* _REQUIRED WORK_: The entries below contain a line with "title, missing users" and a line with "let saved = pending.insert(&mut". Retype exactly everything from the first down to the second, both included, and nothing else.

* _INFORMATION PROVIDED_:
++++++++++

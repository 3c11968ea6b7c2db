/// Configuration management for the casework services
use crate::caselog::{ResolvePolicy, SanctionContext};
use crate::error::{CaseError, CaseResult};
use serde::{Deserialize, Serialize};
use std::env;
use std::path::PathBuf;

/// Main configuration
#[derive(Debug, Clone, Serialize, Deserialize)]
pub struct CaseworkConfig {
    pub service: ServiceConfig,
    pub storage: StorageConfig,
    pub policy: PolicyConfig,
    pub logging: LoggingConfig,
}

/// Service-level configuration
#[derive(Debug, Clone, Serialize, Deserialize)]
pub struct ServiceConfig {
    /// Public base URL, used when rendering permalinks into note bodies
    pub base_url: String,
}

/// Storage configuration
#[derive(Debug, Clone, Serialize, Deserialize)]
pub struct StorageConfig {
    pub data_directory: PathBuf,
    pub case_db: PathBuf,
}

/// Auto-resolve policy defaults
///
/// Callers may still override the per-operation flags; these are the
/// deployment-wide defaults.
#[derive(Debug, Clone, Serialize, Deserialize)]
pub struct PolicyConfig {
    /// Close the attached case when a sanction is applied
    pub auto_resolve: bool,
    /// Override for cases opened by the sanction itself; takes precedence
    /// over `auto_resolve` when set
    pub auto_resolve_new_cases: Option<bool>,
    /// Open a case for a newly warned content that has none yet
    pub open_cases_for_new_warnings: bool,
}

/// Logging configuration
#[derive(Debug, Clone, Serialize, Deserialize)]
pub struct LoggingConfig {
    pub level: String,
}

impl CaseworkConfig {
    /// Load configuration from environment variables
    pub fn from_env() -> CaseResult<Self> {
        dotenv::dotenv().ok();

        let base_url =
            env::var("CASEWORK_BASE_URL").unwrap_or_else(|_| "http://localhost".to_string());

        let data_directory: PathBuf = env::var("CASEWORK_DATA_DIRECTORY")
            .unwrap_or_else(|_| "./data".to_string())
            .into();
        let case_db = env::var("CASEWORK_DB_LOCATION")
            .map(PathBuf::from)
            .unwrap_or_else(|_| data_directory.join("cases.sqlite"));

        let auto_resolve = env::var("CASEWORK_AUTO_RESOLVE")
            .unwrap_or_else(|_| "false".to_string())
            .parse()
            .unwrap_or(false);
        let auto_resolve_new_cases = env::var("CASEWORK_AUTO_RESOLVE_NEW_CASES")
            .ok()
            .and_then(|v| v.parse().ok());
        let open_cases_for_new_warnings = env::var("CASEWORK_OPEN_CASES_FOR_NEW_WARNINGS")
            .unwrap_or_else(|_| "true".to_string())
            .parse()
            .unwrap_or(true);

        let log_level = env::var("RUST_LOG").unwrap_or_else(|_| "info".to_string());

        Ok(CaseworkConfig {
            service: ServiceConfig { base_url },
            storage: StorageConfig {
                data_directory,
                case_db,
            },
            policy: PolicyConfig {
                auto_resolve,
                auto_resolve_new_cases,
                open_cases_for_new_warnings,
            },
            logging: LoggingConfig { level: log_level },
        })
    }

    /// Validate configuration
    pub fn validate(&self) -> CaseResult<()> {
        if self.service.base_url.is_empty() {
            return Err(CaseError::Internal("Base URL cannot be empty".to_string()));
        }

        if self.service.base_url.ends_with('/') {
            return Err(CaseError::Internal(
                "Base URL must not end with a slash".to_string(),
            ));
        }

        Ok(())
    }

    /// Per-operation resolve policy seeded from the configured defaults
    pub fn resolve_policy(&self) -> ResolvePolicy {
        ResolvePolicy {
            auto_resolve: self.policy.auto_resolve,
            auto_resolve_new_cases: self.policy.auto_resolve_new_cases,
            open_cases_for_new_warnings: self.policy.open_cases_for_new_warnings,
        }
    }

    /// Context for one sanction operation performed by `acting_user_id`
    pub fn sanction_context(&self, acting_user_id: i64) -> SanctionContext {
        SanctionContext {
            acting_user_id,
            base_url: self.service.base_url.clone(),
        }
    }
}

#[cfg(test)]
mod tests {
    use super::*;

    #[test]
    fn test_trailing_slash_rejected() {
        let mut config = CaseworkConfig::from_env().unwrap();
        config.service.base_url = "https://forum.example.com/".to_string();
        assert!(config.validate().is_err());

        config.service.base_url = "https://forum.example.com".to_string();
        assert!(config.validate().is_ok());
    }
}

++++++++++

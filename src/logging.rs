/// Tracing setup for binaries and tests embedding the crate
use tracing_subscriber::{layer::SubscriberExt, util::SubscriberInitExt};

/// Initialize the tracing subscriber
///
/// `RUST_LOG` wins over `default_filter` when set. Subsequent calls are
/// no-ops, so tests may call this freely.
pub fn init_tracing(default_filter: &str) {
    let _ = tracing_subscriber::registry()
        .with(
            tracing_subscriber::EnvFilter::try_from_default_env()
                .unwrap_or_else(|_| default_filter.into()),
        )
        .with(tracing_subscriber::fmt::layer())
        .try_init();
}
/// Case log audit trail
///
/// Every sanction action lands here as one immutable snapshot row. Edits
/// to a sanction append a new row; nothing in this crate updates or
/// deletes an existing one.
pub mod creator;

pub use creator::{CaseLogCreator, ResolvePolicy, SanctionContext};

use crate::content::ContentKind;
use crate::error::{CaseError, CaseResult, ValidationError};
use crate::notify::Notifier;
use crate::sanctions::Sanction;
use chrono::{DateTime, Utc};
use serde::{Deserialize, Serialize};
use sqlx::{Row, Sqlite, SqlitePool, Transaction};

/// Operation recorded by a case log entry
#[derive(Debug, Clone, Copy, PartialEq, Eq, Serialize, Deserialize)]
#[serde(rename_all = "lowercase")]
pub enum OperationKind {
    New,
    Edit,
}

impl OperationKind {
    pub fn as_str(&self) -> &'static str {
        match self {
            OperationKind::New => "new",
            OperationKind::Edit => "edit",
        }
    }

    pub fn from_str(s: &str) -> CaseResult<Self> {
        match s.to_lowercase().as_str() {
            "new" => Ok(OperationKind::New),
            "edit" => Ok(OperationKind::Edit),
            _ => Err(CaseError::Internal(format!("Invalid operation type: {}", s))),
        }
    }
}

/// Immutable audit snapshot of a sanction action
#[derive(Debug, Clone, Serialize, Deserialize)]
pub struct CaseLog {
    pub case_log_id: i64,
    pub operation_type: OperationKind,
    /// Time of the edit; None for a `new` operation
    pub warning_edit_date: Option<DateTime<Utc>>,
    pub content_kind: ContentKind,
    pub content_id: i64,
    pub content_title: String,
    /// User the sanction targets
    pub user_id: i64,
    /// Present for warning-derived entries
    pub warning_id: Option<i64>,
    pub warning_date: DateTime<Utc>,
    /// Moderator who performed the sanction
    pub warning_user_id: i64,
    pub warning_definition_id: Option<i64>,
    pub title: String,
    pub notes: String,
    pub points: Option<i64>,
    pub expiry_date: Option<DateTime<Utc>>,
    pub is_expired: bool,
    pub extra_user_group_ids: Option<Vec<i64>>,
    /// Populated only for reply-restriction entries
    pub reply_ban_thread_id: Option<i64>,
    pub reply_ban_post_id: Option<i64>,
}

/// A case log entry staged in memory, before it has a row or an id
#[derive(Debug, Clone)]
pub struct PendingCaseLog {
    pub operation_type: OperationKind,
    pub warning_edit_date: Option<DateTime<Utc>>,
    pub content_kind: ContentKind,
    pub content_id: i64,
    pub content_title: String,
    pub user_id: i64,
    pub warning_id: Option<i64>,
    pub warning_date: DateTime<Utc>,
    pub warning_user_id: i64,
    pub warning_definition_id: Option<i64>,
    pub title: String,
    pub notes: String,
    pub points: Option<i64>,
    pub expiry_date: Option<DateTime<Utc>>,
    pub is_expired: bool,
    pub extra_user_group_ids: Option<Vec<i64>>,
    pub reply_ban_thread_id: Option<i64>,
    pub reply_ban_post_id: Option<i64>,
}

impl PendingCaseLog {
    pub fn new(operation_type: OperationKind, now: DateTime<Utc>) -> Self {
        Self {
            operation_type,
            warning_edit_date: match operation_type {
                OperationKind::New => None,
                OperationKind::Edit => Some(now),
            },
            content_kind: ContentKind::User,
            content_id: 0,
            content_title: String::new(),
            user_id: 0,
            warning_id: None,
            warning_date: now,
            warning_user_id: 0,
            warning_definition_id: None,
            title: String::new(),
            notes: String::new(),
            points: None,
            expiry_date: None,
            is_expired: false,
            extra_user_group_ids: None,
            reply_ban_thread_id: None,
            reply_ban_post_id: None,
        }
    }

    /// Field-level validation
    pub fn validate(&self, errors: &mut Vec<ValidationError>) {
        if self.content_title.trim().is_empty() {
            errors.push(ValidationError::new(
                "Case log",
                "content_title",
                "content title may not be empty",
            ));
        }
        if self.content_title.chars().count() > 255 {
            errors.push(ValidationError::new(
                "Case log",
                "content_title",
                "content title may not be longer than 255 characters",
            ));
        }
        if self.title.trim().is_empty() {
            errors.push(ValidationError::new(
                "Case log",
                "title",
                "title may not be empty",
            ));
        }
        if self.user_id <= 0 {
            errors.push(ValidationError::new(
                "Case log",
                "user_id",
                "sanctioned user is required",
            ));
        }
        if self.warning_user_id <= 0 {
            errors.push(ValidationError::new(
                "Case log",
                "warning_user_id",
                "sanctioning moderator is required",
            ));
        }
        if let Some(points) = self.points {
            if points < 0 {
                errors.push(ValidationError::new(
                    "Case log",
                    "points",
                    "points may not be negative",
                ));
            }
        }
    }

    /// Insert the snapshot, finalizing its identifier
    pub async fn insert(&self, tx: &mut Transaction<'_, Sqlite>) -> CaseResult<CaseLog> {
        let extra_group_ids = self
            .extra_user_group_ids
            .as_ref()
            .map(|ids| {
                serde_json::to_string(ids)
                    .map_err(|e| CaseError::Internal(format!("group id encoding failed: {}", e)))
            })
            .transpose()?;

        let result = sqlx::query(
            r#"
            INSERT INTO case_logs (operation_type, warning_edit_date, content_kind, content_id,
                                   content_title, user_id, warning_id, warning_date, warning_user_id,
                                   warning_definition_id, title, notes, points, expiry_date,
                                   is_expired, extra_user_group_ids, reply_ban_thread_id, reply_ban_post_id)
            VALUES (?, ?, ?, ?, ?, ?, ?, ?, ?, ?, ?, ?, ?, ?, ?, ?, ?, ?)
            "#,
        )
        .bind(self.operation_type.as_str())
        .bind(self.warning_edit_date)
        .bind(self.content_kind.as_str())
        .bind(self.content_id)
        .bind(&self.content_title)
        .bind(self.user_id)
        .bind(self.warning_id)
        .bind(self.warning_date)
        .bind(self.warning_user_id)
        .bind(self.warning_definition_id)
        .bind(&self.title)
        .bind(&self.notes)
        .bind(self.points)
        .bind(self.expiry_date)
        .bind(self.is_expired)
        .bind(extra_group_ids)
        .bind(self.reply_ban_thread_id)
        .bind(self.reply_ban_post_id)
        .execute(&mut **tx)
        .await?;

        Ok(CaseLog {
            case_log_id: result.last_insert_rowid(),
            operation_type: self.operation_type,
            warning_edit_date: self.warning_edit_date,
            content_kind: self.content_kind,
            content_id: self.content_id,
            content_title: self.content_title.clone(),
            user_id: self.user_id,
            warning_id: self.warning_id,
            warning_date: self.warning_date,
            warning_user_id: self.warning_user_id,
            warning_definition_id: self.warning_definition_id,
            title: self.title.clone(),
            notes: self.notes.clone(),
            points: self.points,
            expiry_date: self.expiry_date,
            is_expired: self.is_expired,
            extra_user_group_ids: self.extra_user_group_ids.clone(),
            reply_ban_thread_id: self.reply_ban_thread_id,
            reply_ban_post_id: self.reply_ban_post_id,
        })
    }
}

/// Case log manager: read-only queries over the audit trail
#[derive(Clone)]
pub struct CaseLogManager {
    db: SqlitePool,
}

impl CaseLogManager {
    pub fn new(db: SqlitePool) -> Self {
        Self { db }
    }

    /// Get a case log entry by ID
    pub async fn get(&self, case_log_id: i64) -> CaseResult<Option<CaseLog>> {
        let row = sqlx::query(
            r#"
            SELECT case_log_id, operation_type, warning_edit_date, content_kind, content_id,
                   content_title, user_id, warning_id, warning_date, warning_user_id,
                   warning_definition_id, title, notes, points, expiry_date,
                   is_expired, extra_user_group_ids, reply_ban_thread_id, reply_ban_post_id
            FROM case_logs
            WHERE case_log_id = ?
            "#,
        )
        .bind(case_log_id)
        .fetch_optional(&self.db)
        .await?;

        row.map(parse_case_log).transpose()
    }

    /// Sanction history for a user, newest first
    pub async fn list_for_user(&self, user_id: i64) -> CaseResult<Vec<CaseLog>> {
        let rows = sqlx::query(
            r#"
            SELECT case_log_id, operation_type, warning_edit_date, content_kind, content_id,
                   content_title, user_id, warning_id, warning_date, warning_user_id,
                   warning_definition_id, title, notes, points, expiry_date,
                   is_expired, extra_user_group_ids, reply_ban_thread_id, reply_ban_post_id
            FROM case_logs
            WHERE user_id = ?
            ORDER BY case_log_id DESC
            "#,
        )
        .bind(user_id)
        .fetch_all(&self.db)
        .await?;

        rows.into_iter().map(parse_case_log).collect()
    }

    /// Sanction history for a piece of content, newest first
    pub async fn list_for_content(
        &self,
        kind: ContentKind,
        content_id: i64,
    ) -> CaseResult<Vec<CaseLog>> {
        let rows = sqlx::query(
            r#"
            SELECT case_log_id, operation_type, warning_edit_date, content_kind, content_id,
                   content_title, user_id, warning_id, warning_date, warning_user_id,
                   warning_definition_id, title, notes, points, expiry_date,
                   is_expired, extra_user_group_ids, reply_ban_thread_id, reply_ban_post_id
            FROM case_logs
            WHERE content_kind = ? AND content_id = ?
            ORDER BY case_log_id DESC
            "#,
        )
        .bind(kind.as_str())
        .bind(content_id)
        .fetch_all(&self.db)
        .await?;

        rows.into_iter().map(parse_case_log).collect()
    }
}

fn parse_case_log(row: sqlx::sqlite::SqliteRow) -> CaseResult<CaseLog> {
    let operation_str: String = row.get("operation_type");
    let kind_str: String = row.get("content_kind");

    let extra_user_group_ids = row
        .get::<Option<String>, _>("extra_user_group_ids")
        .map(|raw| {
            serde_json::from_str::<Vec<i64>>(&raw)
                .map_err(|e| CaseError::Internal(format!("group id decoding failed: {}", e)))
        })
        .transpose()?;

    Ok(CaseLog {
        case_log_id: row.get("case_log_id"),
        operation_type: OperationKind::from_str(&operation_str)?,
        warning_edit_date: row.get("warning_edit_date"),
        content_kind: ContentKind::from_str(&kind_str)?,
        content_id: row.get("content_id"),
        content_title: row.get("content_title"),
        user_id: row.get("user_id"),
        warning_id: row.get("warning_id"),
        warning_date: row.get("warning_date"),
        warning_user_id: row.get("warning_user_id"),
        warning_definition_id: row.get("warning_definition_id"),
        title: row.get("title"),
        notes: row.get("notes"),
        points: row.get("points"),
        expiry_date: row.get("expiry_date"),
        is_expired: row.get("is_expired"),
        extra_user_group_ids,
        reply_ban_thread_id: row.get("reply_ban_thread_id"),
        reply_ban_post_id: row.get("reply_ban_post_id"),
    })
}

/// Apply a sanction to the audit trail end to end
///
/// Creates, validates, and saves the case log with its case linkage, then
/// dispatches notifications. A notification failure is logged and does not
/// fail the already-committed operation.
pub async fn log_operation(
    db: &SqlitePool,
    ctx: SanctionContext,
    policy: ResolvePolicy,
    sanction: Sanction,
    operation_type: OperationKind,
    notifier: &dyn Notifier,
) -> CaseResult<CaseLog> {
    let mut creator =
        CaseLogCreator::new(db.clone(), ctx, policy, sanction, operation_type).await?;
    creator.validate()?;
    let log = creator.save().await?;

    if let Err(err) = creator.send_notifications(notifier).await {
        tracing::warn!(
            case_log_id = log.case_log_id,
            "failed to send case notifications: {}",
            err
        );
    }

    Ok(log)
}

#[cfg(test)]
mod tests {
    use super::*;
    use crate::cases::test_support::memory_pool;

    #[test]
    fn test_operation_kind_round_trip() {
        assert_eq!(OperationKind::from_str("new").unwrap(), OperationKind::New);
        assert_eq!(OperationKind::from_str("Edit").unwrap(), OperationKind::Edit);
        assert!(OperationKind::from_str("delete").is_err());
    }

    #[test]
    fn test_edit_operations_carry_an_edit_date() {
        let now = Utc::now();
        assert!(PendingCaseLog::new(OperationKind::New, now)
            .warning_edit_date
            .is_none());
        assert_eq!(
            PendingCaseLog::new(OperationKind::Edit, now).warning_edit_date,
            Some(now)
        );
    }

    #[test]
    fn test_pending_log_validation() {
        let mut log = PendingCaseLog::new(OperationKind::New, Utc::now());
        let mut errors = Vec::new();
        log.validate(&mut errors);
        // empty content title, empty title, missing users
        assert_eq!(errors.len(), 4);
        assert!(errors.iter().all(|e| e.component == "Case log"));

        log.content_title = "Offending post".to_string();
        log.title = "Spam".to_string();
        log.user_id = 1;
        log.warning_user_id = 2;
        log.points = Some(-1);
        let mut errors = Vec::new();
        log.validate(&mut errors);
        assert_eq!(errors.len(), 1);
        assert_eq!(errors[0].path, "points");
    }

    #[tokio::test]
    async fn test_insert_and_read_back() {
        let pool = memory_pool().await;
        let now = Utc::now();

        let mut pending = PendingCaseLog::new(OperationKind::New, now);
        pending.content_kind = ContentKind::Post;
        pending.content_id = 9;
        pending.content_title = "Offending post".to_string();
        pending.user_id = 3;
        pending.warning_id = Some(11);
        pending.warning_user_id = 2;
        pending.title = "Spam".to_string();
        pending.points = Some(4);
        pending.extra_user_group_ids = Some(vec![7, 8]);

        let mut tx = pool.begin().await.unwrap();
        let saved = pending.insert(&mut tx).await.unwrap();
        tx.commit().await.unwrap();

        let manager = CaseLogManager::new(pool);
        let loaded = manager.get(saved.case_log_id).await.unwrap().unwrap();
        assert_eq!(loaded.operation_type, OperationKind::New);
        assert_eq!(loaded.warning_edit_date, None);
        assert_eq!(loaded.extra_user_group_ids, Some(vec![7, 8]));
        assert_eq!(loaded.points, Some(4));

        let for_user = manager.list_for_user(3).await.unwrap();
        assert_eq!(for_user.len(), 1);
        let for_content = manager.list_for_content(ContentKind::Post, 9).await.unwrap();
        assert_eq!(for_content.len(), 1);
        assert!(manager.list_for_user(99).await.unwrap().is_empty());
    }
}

++++++++++

* _THE COMPLETED TASK_:
        // empty content title, empty title, missing users
        assert_eq!(errors.len(), 4);
        assert!(errors.iter().all(|e| e.component == "Case log"));

        log.content_title = "Offending post".to_string();
        log.title = "Spam".to_string();
        log.user_id = 1;
        log.warning_user_id = 2;
        log.points = Some(-1);
        let mut errors = Vec::new();
        log.validate(&mut errors);
        assert_eq!(errors.len(), 1);
        assert_eq!(errors[0].path, "points");
    }

    #[tokio::test]
    async fn test_insert_and_read_back() {
        let pool = memory_pool().await;
        let now = Utc::now();

        let mut pending = PendingCaseLog::new(OperationKind::New, now);
        pending.content_kind = ContentKind::Post;
        pending.content_id = 9;
        pending.content_title = "Offending post".to_string();
        pending.user_id = 3;
        pending.warning_id = Some(11);
        pending.warning_user_id = 2;
        pending.title = "Spam".to_string();
        pending.points = Some(4);
        pending.extra_user_group_ids = Some(vec![7, 8]);

        let mut tx = pool.begin().await.unwrap();
        let saved = pending.insert(&mut tx).await.unwrap();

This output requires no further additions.